Did you ever collect baseball cards?
If so then you’re already familiar with Beckett, the bible-like price guide that kids in the late 80’s and early 90’s studied for hours on end.
Behind the glossy cover lay pages of cheap newsprint filled with row after row of card prices. Organized by year and set the guide contained a price for every card produced.
Familiarity with the layout was so great that locating the entry for the Greg Jefferies 1988 rookie card from Donruss was a quick task.
But the information of value associated with the entry wasn’t the price. And this is an important observation.
No, the price for Griffey’s Upper Deck rookie card or the various versions of Fleer’s infamous Billy Ripken card were of little interest.
The reason that I and so many other kids spent hundred’s of hours each month deep in the details of the guide was the presence of a little arrow to the right of every entry.
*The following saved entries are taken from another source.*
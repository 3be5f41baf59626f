use thiserror::Error;

use crate::graphs::{VertexId, Weight};

pub type Result<T> = std::result::Result<T, Error>;

/// Errors reported by graph construction, the loaders and the searches.
#[derive(Error, Debug)]
pub enum Error {
    #[error("vertex {vertex} is out of range for a graph with {number_of_vertices} vertices")]
    OutOfRange {
        vertex: VertexId,
        number_of_vertices: u32,
    },

    #[error("edge ({tail}, {head}) has negative weight {weight}")]
    NegativeWeight {
        tail: VertexId,
        head: VertexId,
        weight: Weight,
    },

    #[error("dequeue on an empty queue")]
    EmptyQueue,

    #[error("line {line}: {reason}")]
    Parse { line: usize, reason: String },

    #[error(transparent)]
    Io(#[from] std::io::Error),

    #[error(transparent)]
    Json(#[from] serde_json::Error),
}
use radix_heap::RadixHeapMap;

use super::{DijkstraQueue, DijkstraQueueElement};
use crate::graphs::VertexId;

/// Monotone priority queue. Pushed distances must not be smaller than the
/// last popped one, which holds for label setting with non-negative weights.
#[derive(Clone)]
pub struct RadixQueue {
    // RadixHeapMap is a max-heap, distances are stored negated.
    heap: RadixHeapMap<i64, VertexId>,
}

impl Default for RadixQueue {
    fn default() -> Self {
        Self::new()
    }
}

impl RadixQueue {
    pub fn new() -> RadixQueue {
        RadixQueue {
            heap: RadixHeapMap::new(),
        }
    }
}

impl DijkstraQueue for RadixQueue {
    fn push(&mut self, element: DijkstraQueueElement) {
        self.heap.push(-element.distance, element.vertex);
    }

    fn pop(&mut self) -> Option<DijkstraQueueElement> {
        let (negative_distance, vertex) = self.heap.pop()?;
        Some(DijkstraQueueElement {
            distance: -negative_distance,
            vertex,
        })
    }

    fn is_empty(&self) -> bool {
        self.heap.is_empty()
    }

    fn clear(&mut self) {
        // A fresh heap also resets the monotonicity bound.
        self.heap = RadixHeapMap::new();
    }
}
//! End to end with the real KZG backend.

use alloy_primitives::{hex, Bytes, U256};
use blobtx_core::{
    kzg_to_versioned_hash, BlobTransaction, RlpItem, BYTES_PER_BLOB, CELLS_PER_EXT_BLOB,
};

use super::{case, test_signer, zero_commitment, TEST_ADDRESS};
use crate::{recover_signer, CKzgBackend, CommitmentBackend, PipelineConfig, VectorPipeline};

#[test]
fn test_zero_blob_commitment() {
    let committed = CKzgBackend::mainnet().commit(&vec![0u8; BYTES_PER_BLOB]).unwrap();

    assert_eq!(committed.commitment, zero_commitment());
    assert_eq!(committed.cell_proofs.len(), CELLS_PER_EXT_BLOB);
    assert!(committed.cell_proofs.iter().all(|p| *p == zero_commitment()));
}

#[test]
fn test_backend_rejects_wrong_width() {
    assert!(CKzgBackend::mainnet().commit(&[0u8; 32]).is_err());
}

#[test]
fn test_backend_rejects_non_canonical_field_element() {
    let blob = vec![0xffu8; BYTES_PER_BLOB];
    assert!(CKzgBackend::mainnet().commit(&blob).is_err());
}

#[test]
fn test_zero_blob_end_to_end() {
    let pipeline =
        VectorPipeline::new(CKzgBackend::mainnet(), test_signer(), PipelineConfig::default());
    let output = pipeline.process(&case("compute_cells_case_valid_zero", 0)).unwrap();

    let versioned_hash = kzg_to_versioned_hash(&zero_commitment());
    assert_eq!(versioned_hash[0], 0x01);
    assert_eq!(output.versioned_hash, format!("{}", versioned_hash));

    let wire = hex::decode(&output.signed_transaction_hex).unwrap();
    assert_eq!(wire[0], 0x03);

    let outer = blobtx_core::rlp::decode_exact(&wire[1..]).unwrap();
    let members = outer.as_list().unwrap();
    assert_eq!(members.len(), 5);
    assert_eq!(members[0].as_list().unwrap().len(), 14);
    assert_eq!(members[1].as_uint().unwrap(), U256::from(1));
    assert_eq!(members[2].as_list().unwrap().len(), 1);
    let commitment = RlpItem::Bytes(Bytes::copy_from_slice(zero_commitment().as_slice()));
    assert_eq!(members[3].as_list().unwrap(), &[commitment][..]);
    assert_eq!(members[4].as_list().unwrap().len(), CELLS_PER_EXT_BLOB);

    let (tx, sidecar) = BlobTransaction::decode_wire_payload(&wire).unwrap();
    assert_eq!(tx.blob_versioned_hashes, vec![versioned_hash]);
    assert_eq!(sidecar.versioned_hashes(), tx.blob_versioned_hashes);
    assert_eq!(recover_signer(&tx).unwrap(), TEST_ADDRESS);
}
//! Per-vector processing and the concurrent batch runner.

use std::sync::Arc;

use blobtx_core::{kzg_to_versioned_hash, BlobSidecar, Bytes48, TransactionError};
use blobtx_types::VectorOutput;
use bon::Builder;
use futures::future::join_all;
use tokio::sync::Semaphore;
use tracing::{debug, warn};

use crate::{
    backend::CommitmentBackend,
    config::{TxTemplate, DEFAULT_CONCURRENCY},
    loader::VectorCase,
    output::to_hex,
    signer::{recover_signer, AddressedSigner},
    VectorError,
};

#[derive(Debug, Clone, Builder)]
pub struct PipelineConfig {
    /// Transaction fields shared by every vector.
    #[builder(default)]
    template: TxTemplate,

    /// Vectors processed at once.
    #[builder(default = DEFAULT_CONCURRENCY)]
    concurrency: usize,

    /// Compare computed cell proofs against the ones shipped with the vector.
    #[builder(default = true)]
    check_expected_proofs: bool,
}

impl Default for PipelineConfig {
    fn default() -> Self {
        Self::builder().build()
    }
}

/// A vector that could not be turned into a transaction.
#[derive(Debug)]
pub struct VectorFailure {
    pub test_name: String,
    pub error: VectorError,
}

/// Outcome of a batch: successes and failures, each in input order.
#[derive(Debug, Default)]
pub struct BatchReport {
    pub outputs: Vec<VectorOutput>,
    pub failures: Vec<VectorFailure>,
}

/// Commits, signs and encodes vectors.
pub struct VectorPipeline<B, S> {
    backend: Arc<B>,
    signer: Arc<S>,
    config: PipelineConfig,
}

impl<B, S> Clone for VectorPipeline<B, S> {
    fn clone(&self) -> Self {
        Self {
            backend: Arc::clone(&self.backend),
            signer: Arc::clone(&self.signer),
            config: self.config.clone(),
        }
    }
}

impl<B, S> VectorPipeline<B, S>
where
    B: CommitmentBackend + 'static,
    S: AddressedSigner + 'static,
{
    pub fn new(backend: B, signer: S, config: PipelineConfig) -> Self {
        Self { backend: Arc::new(backend), signer: Arc::new(signer), config }
    }

    pub fn signer(&self) -> &S {
        &self.signer
    }

    /// Turn one vector into its output record.
    pub fn process(&self, case: &VectorCase) -> Result<VectorOutput, VectorError> {
        let committed = self.backend.commit(&case.blob)?;

        if self.config.check_expected_proofs {
            if let Some(expected) = &case.expected_proofs {
                check_proofs(expected, &committed.cell_proofs)?;
            }
        }

        let versioned_hash = kzg_to_versioned_hash(&committed.commitment);
        let mut tx = self.config.template.to_transaction(vec![versioned_hash]);
        tx.validate()?;

        tx.sign(self.signer.as_ref()).map_err(|e| match e {
            TransactionError::Signer(msg) => VectorError::Signing(msg),
            other => other.into(),
        })?;

        let expected = self.signer.address();
        let recovered = recover_signer(&tx)?;
        if recovered != expected {
            return Err(VectorError::SignerMismatch { expected, recovered });
        }

        let sidecar = BlobSidecar::single(
            case.blob.clone(),
            committed.commitment,
            committed.cell_proofs.clone(),
        );
        let wire = tx.encode_wire_payload(&sidecar)?;
        let tx_hash = tx.tx_hash()?;

        debug!(
            target: "blobtx_vectors::pipeline",
            name = %case.name,
            %versioned_hash,
            %tx_hash,
            wire_len = wire.len(),
            "Encoded blob transaction"
        );

        Ok(VectorOutput {
            test_name: case.name.clone(),
            blob: case.blob_hex.clone(),
            commitment: to_hex(committed.commitment),
            versioned_hash: to_hex(versioned_hash),
            cell_proofs: committed.cell_proofs.iter().map(to_hex).collect(),
            signed_transaction_hex: to_hex(&wire),
        })
    }

    /// Process every case, at most `concurrency` at a time.
    ///
    /// A failing vector is logged and recorded; the others still run.
    pub async fn run(&self, cases: Vec<VectorCase>) -> BatchReport {
        // The semaphore is owned here and never closed.
        let semaphore = Arc::new(Semaphore::new(self.config.concurrency.max(1)));

        let tasks = cases.into_iter().map(|case| {
            let pipeline = self.clone();
            let semaphore = Arc::clone(&semaphore);
            async move {
                let _permit = semaphore.acquire_owned().await.ok();
                let name = case.name.clone();
                let result = tokio::task::spawn_blocking(move || pipeline.process(&case))
                    .await
                    .map_err(VectorError::from)
                    .and_then(|r| r);
                (name, result)
            }
        });

        let mut report = BatchReport::default();
        for (test_name, result) in join_all(tasks).await {
            match result {
                Ok(output) => report.outputs.push(output),
                Err(error) => {
                    warn!(target: "blobtx_vectors::pipeline", name = %test_name, %error, "Vector failed");
                    report.failures.push(VectorFailure { test_name, error });
                }
            }
        }
        report
    }
}

fn check_proofs(expected: &[Bytes48], computed: &[Bytes48]) -> Result<(), VectorError> {
    if expected.len() != computed.len() {
        return Err(VectorError::ProofCount { expected: expected.len(), got: computed.len() });
    }
    match expected.iter().zip(computed).position(|(e, c)| e != c) {
        Some(index) => Err(VectorError::ProofMismatch { index }),
        None => Ok(()),
    }
}
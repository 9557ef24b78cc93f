//! Discovery and parsing of KZG test vectors.
//!
//! Layout: `<dir>/<name>/data.yaml`, where only names containing `_valid_` are used.

use std::{
    fs,
    path::{Path, PathBuf},
};

use alloy_primitives::Bytes;
use blobtx_core::{Bytes48, BYTES_PER_BLOB};
use blobtx_types::VectorDocument;

use crate::{
    config::{VALID_VECTOR_MARKER, VECTOR_FILE},
    VectorError,
};

/// A parsed vector, ready for the pipeline.
#[derive(Debug, Clone)]
pub struct VectorCase {
    pub name: String,
    /// Blob hex exactly as it appears in the vector.
    pub blob_hex: String,
    pub blob: Bytes,
    pub expected_proofs: Option<Vec<Bytes48>>,
}

/// List every valid vector file under `dir`, sorted by path.
pub fn discover(dir: &Path) -> Result<Vec<PathBuf>, VectorError> {
    let entries = fs::read_dir(dir).map_err(|e| VectorError::io(dir, e))?;

    let mut files = Vec::new();
    for entry in entries {
        let entry = entry.map_err(|e| VectorError::io(dir, e))?;
        let name = entry.file_name();
        if !name.to_string_lossy().contains(VALID_VECTOR_MARKER) {
            continue;
        }
        let file = entry.path().join(VECTOR_FILE);
        if file.is_file() {
            files.push(file);
        }
    }

    files.sort();
    Ok(files)
}

/// Read and parse the vector at `path`; its name is the parent directory's.
pub fn load_case(path: &Path) -> Result<VectorCase, VectorError> {
    let contents = fs::read_to_string(path).map_err(|e| VectorError::io(path, e))?;
    let document: VectorDocument = serde_yaml::from_str(&contents)
        .map_err(|source| VectorError::Yaml { path: path.to_path_buf(), source })?;
    parse_case(vector_name(path), document)
}

/// Name of the vector stored at `path`.
pub fn vector_name(path: &Path) -> String {
    path.parent()
        .and_then(Path::file_name)
        .map(|n| n.to_string_lossy().into_owned())
        .unwrap_or_else(|| path.display().to_string())
}

pub fn parse_case(name: String, document: VectorDocument) -> Result<VectorCase, VectorError> {
    let blob = decode_hex("blob", &document.input.blob)?;
    if blob.len() != BYTES_PER_BLOB {
        return Err(VectorError::Width { field: "blob", expected: BYTES_PER_BLOB, got: blob.len() });
    }

    let expected_proofs = document
        .expected_proofs()
        .map(|proofs| proofs.iter().map(|p| decode_bytes48("proof", p)).collect())
        .transpose()?;

    Ok(VectorCase {
        name,
        blob_hex: document.input.blob,
        blob: Bytes::from(blob),
        expected_proofs,
    })
}

fn decode_hex(field: &'static str, value: &str) -> Result<Vec<u8>, VectorError> {
    let value = value.trim();
    let value = value.strip_prefix("0x").unwrap_or(value);
    hex::decode(value).map_err(|source| VectorError::Decode { field, source })
}

fn decode_bytes48(field: &'static str, value: &str) -> Result<Bytes48, VectorError> {
    let bytes = decode_hex(field, value)?;
    if bytes.len() != 48 {
        return Err(VectorError::Width { field, expected: 48, got: bytes.len() });
    }
    Ok(Bytes48::from_slice(&bytes))
}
An arrow. Sometimes pointing down. Sometimes up. It communicated the trend, and that was where all the value was.
Everyone knew the value of Griffey’s card as well as all others. We knew which cards were rare, uncommon, and common. The absolute value was not important. The valuable information - all of it - was in the trend: the short-term relative change.
A simple arrow. Sometimes pointing down. Sometimes up. Communicating everything.
And as the speed of information increases the relative value only becomes increasingly more important.